DATA below:

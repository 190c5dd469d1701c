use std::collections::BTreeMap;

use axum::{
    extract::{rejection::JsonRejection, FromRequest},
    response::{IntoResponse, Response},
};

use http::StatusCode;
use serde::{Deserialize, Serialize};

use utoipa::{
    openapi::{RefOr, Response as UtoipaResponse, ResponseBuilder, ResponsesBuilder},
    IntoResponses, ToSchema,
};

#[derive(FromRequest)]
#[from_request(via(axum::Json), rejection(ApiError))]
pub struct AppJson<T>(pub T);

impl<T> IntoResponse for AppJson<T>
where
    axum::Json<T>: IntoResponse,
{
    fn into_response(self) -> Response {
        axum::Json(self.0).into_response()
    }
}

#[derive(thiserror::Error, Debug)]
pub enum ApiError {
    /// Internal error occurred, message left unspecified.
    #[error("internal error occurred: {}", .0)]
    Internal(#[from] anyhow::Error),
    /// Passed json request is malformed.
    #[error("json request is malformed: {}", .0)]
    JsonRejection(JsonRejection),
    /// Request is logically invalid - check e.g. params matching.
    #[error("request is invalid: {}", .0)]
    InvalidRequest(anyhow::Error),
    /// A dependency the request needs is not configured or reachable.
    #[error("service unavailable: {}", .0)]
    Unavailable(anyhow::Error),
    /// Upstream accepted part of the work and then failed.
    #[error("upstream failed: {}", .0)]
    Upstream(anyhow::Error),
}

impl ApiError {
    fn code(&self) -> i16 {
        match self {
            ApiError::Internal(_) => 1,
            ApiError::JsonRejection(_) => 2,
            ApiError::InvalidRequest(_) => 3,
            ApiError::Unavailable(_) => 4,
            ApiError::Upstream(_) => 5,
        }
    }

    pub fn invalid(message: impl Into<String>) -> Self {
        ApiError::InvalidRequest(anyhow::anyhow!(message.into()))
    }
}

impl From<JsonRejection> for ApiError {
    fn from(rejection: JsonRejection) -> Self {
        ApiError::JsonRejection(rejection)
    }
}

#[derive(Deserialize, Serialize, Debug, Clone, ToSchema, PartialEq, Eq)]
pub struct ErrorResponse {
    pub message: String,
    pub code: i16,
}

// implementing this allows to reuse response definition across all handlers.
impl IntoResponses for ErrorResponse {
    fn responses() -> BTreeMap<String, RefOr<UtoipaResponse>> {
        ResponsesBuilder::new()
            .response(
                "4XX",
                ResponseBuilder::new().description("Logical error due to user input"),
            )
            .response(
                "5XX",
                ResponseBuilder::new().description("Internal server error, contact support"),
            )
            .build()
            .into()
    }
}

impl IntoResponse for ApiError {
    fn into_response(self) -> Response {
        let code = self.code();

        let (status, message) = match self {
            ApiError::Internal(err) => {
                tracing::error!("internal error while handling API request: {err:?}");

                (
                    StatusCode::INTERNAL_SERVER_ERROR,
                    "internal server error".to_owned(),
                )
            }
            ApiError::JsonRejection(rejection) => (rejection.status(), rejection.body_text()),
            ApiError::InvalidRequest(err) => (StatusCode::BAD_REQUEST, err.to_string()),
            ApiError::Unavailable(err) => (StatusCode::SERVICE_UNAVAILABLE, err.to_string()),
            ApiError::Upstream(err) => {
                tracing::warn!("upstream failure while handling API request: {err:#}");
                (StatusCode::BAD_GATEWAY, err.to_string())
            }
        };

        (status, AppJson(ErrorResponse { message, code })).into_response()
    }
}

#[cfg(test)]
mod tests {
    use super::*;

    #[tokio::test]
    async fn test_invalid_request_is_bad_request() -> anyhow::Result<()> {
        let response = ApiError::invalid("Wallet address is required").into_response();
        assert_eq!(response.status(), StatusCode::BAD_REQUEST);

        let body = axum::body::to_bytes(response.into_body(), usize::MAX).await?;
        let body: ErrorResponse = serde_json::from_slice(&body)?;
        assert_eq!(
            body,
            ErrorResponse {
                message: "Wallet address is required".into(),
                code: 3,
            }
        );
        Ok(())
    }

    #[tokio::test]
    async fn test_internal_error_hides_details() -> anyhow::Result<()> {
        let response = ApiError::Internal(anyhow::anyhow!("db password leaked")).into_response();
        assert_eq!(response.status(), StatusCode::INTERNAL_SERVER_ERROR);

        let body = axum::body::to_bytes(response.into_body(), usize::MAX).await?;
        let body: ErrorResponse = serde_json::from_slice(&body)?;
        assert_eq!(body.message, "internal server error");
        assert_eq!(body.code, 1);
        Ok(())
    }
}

End of DATA.
DATA below:

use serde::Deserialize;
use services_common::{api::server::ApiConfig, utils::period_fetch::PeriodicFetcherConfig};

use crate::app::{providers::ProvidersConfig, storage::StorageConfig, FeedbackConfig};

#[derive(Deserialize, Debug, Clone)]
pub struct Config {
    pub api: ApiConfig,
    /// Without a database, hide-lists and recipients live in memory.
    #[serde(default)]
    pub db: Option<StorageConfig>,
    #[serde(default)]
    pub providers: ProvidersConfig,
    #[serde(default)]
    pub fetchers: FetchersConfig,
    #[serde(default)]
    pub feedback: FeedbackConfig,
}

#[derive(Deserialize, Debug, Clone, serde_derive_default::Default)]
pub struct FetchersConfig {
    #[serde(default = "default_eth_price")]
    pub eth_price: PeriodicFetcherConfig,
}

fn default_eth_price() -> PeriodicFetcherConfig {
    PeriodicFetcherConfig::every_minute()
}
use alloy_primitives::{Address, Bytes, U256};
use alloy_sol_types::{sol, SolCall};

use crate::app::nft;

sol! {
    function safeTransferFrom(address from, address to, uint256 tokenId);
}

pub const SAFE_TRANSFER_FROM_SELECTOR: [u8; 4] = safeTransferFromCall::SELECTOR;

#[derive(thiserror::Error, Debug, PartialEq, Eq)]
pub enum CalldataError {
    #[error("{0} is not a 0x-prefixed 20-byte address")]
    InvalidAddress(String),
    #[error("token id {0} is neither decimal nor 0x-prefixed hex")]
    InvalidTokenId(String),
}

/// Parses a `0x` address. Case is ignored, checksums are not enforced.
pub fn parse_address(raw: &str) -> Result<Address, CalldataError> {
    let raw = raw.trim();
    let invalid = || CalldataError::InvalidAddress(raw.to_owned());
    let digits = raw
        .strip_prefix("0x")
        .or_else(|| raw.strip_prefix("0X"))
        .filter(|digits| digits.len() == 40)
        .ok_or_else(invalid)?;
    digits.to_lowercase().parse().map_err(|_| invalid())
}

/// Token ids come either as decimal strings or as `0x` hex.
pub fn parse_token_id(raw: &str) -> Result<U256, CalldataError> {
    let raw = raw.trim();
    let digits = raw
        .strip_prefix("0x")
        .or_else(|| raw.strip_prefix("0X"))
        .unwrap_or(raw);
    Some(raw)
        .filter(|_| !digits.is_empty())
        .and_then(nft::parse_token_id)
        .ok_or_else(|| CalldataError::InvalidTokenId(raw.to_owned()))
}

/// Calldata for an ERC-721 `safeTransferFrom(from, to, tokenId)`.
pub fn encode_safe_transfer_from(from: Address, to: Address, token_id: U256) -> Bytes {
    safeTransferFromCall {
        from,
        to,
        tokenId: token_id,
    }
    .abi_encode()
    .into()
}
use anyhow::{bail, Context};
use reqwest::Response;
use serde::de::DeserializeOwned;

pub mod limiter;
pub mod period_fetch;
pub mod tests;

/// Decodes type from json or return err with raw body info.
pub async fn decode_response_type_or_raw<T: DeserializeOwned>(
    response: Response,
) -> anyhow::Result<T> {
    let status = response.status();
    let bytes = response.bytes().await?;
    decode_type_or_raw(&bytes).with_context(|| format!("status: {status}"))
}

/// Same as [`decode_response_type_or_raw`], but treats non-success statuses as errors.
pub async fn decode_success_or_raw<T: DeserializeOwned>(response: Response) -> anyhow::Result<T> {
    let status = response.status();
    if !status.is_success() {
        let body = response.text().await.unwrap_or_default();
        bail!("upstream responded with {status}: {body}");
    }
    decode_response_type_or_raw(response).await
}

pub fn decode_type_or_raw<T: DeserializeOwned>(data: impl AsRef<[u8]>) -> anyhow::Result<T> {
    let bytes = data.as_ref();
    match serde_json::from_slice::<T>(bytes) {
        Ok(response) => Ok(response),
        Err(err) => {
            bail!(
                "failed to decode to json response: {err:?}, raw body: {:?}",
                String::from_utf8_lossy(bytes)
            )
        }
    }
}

End of DATA.

## WHAT NEEDS TO BE DONE
Tell how many lines in the data include the string "FeedbackConfig". Reply with the number and no other text.

## WRITTEN ANSWER
2